El exorcismo de Anna Waters

Crítica de Iván Steinhardt - El rincón del cinéfilo

Que contentos deben estar, vivos o no hoy en día, los que participaron de “El exorcista” (William Friedkin, 1973). ¿Habrán imaginado el voluptuoso número de intentos por llegar a su nivel desde su estreno a hoy? Es difícil ver “El exorcismo de Anna Waters” sin romper en carcajadas ante la obviedad de querer ser lo que ya no se puede.
En la Introducción (en formato de archivo encontrado) vemos un cura (Colin Borgonon) exorcizando a alguien que termina muriendo. En realidad es un actor con un disfraz. Llamar vestuario a lo que tiene puesto es directamente quitar la categoría de los Oscar. Sospechamos que éste hombre volverá a aparecer después.
Jamie (Elizabeth Rice) es una agente de policía que se somete a un escaneo cerebral con resultado negativo. Pero mientras aguarda por los resultados en la sala de espera vemos a algún chico con espasmos involuntarios en el brazo. Así conocemos el mal de Huntingtong. ¿Da a entender que en realidad es el demonio que se mueve adentro? Puede ser. Es estúpida la idea, pero puede ser. No importa eso porque de todos modos ese atisbo morboso, pero interesante para el género, es abandonado como recurso.
La hermana de Jamie, Anna (Rayann Condy), murió en Singapur, así que viaja para allá. Anna Tenía una hija,. Katie (la pobre Adina Herz trata de hacer algo, pero la dirección actoral está decidida a impedírselo). Entre esta nena que asegura que su madre vuelve en siete días, la tía que no entiende lo que pasa (porque leyó el guión y así le fue), y una casta de personajes mal construidos y peor definidos, nos veremos forzados a creer en la originalidad de un texto, de esos que uno no termina de comprender como alguien firmó el cheque para su realización.

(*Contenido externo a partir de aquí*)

//! Progress tracking for a single command run.
//!
//! Write commands move through every stage in order; read-only commands skip
//! the stages that do not apply. Stages never move backwards and a finished
//! or failed run accepts no further transitions.

use std::fmt;

/// Where a command run currently is.
#[derive(Debug, Clone, Copy, PartialEq, Eq, PartialOrd, Ord, Hash)]
pub enum Stage {
    /// Nothing has happened yet.
    Idle,
    /// Settings parsed and validated.
    ConfigResolved,
    /// Transaction broadcast.
    Submitted,
    /// Receipt observed.
    Confirmed,
    /// Events decoded from the receipt or a log query.
    EventsExtracted,
    /// Result recorded in the `.env` file.
    ConfigUpdated,
    /// Finished successfully.
    Done,
    /// Stopped on an error.
    Failed,
}

impl Stage {
    /// Whether no further transition is possible.
    #[must_use]
    pub const fn is_terminal(self) -> bool {
        matches!(self, Self::Done | Self::Failed)
    }
}

impl fmt::Display for Stage {
    fn fmt(&self, f: &mut fmt::Formatter<'_>) -> fmt::Result {
        let name = match self {
            Self::Idle => "idle",
            Self::ConfigResolved => "config-resolved",
            Self::Submitted => "submitted",
            Self::Confirmed => "confirmed",
            Self::EventsExtracted => "events-extracted",
            Self::ConfigUpdated => "config-updated",
            Self::Done => "done",
            Self::Failed => "failed",
        };
        f.write_str(name)
    }
}

/// An illegal stage transition.
#[derive(Debug, Clone, Copy, PartialEq, Eq, thiserror::Error)]
#[error("cannot move from {from} to {to}")]
pub struct TransitionError {
    /// Stage the run was in.
    pub from: Stage,
    /// Stage that was requested.
    pub to: Stage,
}

/// Stage tracker for one named command.
#[derive(Debug)]
pub struct Workflow {
    name: &'static str,
    stage: Stage,
    /// Last stage reached before [`Workflow::fail`].
    reached: Stage,
}

impl Workflow {
    /// Start a run of `name` in [`Stage::Idle`].
    #[must_use]
    pub const fn new(name: &'static str) -> Self {
        Self {
            name,
            stage: Stage::Idle,
            reached: Stage::Idle,
        }
    }

    /// Command name.
    #[must_use]
    pub const fn name(&self) -> &'static str {
        self.name
    }

    /// Current stage.
    #[must_use]
    pub const fn stage(&self) -> Stage {
        self.stage
    }

    /// Move forward to `next`.
    ///
    /// # Errors
    ///
    /// Returns [`TransitionError`] if `next` is not strictly later than the
    /// current stage, if the run is already terminal, or if `next` is
    /// [`Stage::Failed`] (use [`Workflow::fail`]).
    pub fn advance(&mut self, next: Stage) -> Result<(), TransitionError> {
        if self.stage.is_terminal() || next <= self.stage || next == Stage::Failed {
            return Err(TransitionError {
                from: self.stage,
                to: next,
            });
        }
        tracing::info!(workflow = self.name, from = %self.stage, to = %next, "stage");
        self.stage = next;
        self.reached = next;
        Ok(())
    }

    /// Mark the run failed and return the last stage it completed.
    pub fn fail(&mut self) -> Stage {
        if self.stage != Stage::Failed {
            tracing::warn!(workflow = self.name, after = %self.stage, "failed");
            self.stage = Stage::Failed;
        }
        self.reached
    }
}

#[cfg(test)]
mod tests {
    use super::*;

    #[test]
    fn write_path_walks_every_stage() {
        let mut flow = Workflow::new("register");
        for stage in [
            Stage::ConfigResolved,
            Stage::Submitted,
            Stage::Confirmed,
            Stage::EventsExtracted,
            Stage::ConfigUpdated,
            Stage::Done,
        ] {
            flow.advance(stage).unwrap();
            assert_eq!(flow.stage(), stage, "now at {stage}");
        }
        assert!(flow.stage().is_terminal(), "done is terminal");
    }

    #[test]
    fn read_path_may_skip_stages() {
        let mut flow = Workflow::new("validation-responses");
        flow.advance(Stage::ConfigResolved).unwrap();
        flow.advance(Stage::EventsExtracted).unwrap();
        flow.advance(Stage::Done).unwrap();
        assert_eq!(flow.stage(), Stage::Done, "skipping forward is allowed");
    }

    #[test]
    fn stages_never_move_backwards_or_repeat() {
        let mut flow = Workflow::new("register");
        flow.advance(Stage::Confirmed).unwrap();
        assert!(flow.advance(Stage::Submitted).is_err(), "backwards");
        assert!(flow.advance(Stage::Confirmed).is_err(), "repeat");
        assert!(flow.advance(Stage::Failed).is_err(), "failing goes through fail()");
        assert_eq!(flow.stage(), Stage::Confirmed, "rejected moves change nothing");
    }

    #[test]
    fn failure_reports_last_completed_stage_and_is_terminal() {
        let mut flow = Workflow::new("request-validation");
        flow.advance(Stage::ConfigResolved).unwrap();
        flow.advance(Stage::Submitted).unwrap();

        assert_eq!(flow.fail(), Stage::Submitted, "failed while waiting for the receipt");
        assert_eq!(flow.stage(), Stage::Failed, "now failed");
        assert_eq!(flow.fail(), Stage::Submitted, "failing again is harmless");
        assert!(flow.advance(Stage::Done).is_err(), "no way out of failed");
    }
}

Kelivn Tong, el director, arma un argumento a base de dos historias que conviven al mismo tiempo. La del padre Silva que luego de sacar el demonio da conferencias de prensa sobre el hallazgo de lo que se cree es la “nueva” torre de Babel porque se arma por internet (¿hay demonización de las redes sociales?).

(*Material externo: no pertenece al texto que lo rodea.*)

//! Rank codec
//!
//! Ranks are written with the fixed prefix code from [`crate::tables`]. Bits
//! are packed most significant first, so reading a code bit by bit walks down
//! the code tree and a match is found after exactly `bits` reads.

use crate::tables::{MAX_CODE_BITS, RANK_CODES, RANK_DECODE};
use crate::{ArgonautError, Result};

/// MSB-first bit writer backed by a byte vector
#[derive(Debug, Default)]
pub struct BitWriter {
    bytes: Vec<u8>,
    /// Pending bits, right-aligned
    bit_buff: u32,
    /// Number of pending bits (always < 8 between calls)
    bit_count: u32,
}

impl BitWriter {
    /// Create an empty writer
    pub fn new() -> Self {
        Self::default()
    }

    /// Append the low `n_bits` bits of `value`, most significant first
    pub fn write_bits(&mut self, value: u32, n_bits: u32) {
        debug_assert!(n_bits <= 24);
        self.bit_buff = (self.bit_buff << n_bits) | (value & ((1 << n_bits) - 1));
        self.bit_count += n_bits;

        while self.bit_count >= 8 {
            self.bit_count -= 8;
            self.bytes.push((self.bit_buff >> self.bit_count) as u8);
        }
        self.bit_buff &= (1 << self.bit_count) - 1;
    }

    /// Total number of bits written
    pub fn bit_len(&self) -> usize {
        self.bytes.len() * 8 + self.bit_count as usize
    }

    /// Size in bytes once padded to a byte boundary
    pub fn byte_len(&self) -> usize {
        self.bytes.len() + (self.bit_count > 0) as usize
    }

    /// Append the padded contents to `out`
    pub fn write_to(&self, out: &mut Vec<u8>) {
        out.extend_from_slice(&self.bytes);
        if self.bit_count > 0 {
            out.push((self.bit_buff << (8 - self.bit_count)) as u8);
        }
    }

    /// Pad to a byte boundary and return the bytes
    pub fn finish(self) -> Vec<u8> {
        let mut out = Vec::with_capacity(self.byte_len());
        self.write_to(&mut out);
        out
    }

    /// Discard all bits
    pub fn clear(&mut self) {
        self.bytes.clear();
        self.bit_buff = 0;
        self.bit_count = 0;
    }
}

/// MSB-first bit reader over a byte slice
#[derive(Debug)]
pub struct BitReader<'a> {
    data: &'a [u8],
    /// Position in bits
    pos: usize,
}

impl<'a> BitReader<'a> {
    /// Create a reader positioned at the first bit
    pub fn new(data: &'a [u8]) -> Self {
        Self { data, pos: 0 }
    }

    /// Read one bit
    #[inline]
    pub fn read_bit(&mut self) -> Result<u32> {
        let byte = self.data.get(self.pos >> 3).ok_or_else(|| {
            ArgonautError::CorruptStream("rank stream truncated".to_string())
        })?;
        let bit = (byte >> (7 - (self.pos & 7))) & 1;
        self.pos += 1;
        Ok(bit as u32)
    }

    /// Number of bits consumed
    pub fn bit_pos(&self) -> usize {
        self.pos
    }

    /// Number of whole or partial bytes consumed
    pub fn bytes_consumed(&self) -> usize {
        self.pos.div_ceil(8)
    }

    /// Skip to the next byte boundary, requiring the skipped bits to be zero
    pub fn read_padding(&mut self) -> Result<()> {
        while self.pos % 8 != 0 {
            if self.read_bit()? != 0 {
                return Err(ArgonautError::CorruptStream(
                    "nonzero padding after rank codes".to_string(),
                ));
            }
        }
        Ok(())
    }
}

/// Write the code for `rank`
#[inline]
pub fn encode_rank(rank: u8, writer: &mut BitWriter) {
    let code = RANK_CODES[rank as usize];
    writer.write_bits(code.pattern as u32, code.bits as u32);
}

/// Read one rank code
///
/// Consumes exactly the length of the matched code. Fails with
/// `CorruptStream` on truncation or if no code matches within
/// [`MAX_CODE_BITS`] bits.
pub fn decode_rank(reader: &mut BitReader<'_>) -> Result<u8> {
    // The marker bit separates equal patterns of different lengths
    let mut prefix = 1usize;
    for _ in 0..MAX_CODE_BITS {
        prefix = (prefix << 1) | reader.read_bit()? as usize;
        let entry = RANK_DECODE[prefix];
        if entry != 0 {
            return Ok((entry - 1) as u8);
        }
    }
    Err(ArgonautError::CorruptStream(format!(
        "no rank code matches {:011b}",
        prefix & ((1 << MAX_CODE_BITS) - 1)
    )))
}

Jamie no cree que su hermana se haya suicidado como le cuentan, por eso decide ir a fondo con los extraños sucesos que vive allí. Un argumento bastante parecido a la injustamente ignorada “Constantine” (2004), pero sin solidez narrativa. Claro; como la hermana de Anna no cree en Dios le da a Don Belcebú el pie perfecto para que se manifieste de todas las maneras posibles. Lamparitas en cortocircuito, haciendo ruidos extraños y moviendo cosas de lugar, apagando y prendiendo luces (aunque en este punto hay que reconocer una significancia interesante de ese fenómeno), dando vuelta las cruces de la pared y hasta disfrazándose de buzo de los años 50, pero sin Cuba Gooding Jr en su interior, ni Robert De Niro dándole órdenes insólitas.
Es una pena porque dentro de este incordio de ideas, hay una que podría haber sido explotada mejor: Si antes el arameo era la lengua universal, hoy lo es el código binario y sólo por eso cualquiera que lo hable puede entender (y vulnerar) cualquier idioma (incluyendo los secretos) en el mundo virtual. Genial la idea. Por eso no se desarrolla en esta película.
El realizador no vio “El exorcista”, no vio ni el tráiler, sino no se explica por qué en un alarde de inconsciencia filmó la cama de la nena elevándose y a la propia nena girando la cabeza como un títere cuando anda poseída. ¿Nadie le avisó que ya se hizo eso? Igual no importa, porque como se mezclaron los guiones el elenco se decidió por hacer lo que se le canta mientras el director estaba en la mesa del catering. Fíjese qué original el tema de la tecnología; cuando aparecen unos chicos jugando el juego de la copa, lo hacen alrededor de una Tablet.
Aliviada la inteligencia del espectador cuando los títulos finales arrancan, queda el susto genuino de una continuación, pero hasta eso está mal instalado, así que no se preocupe mucho.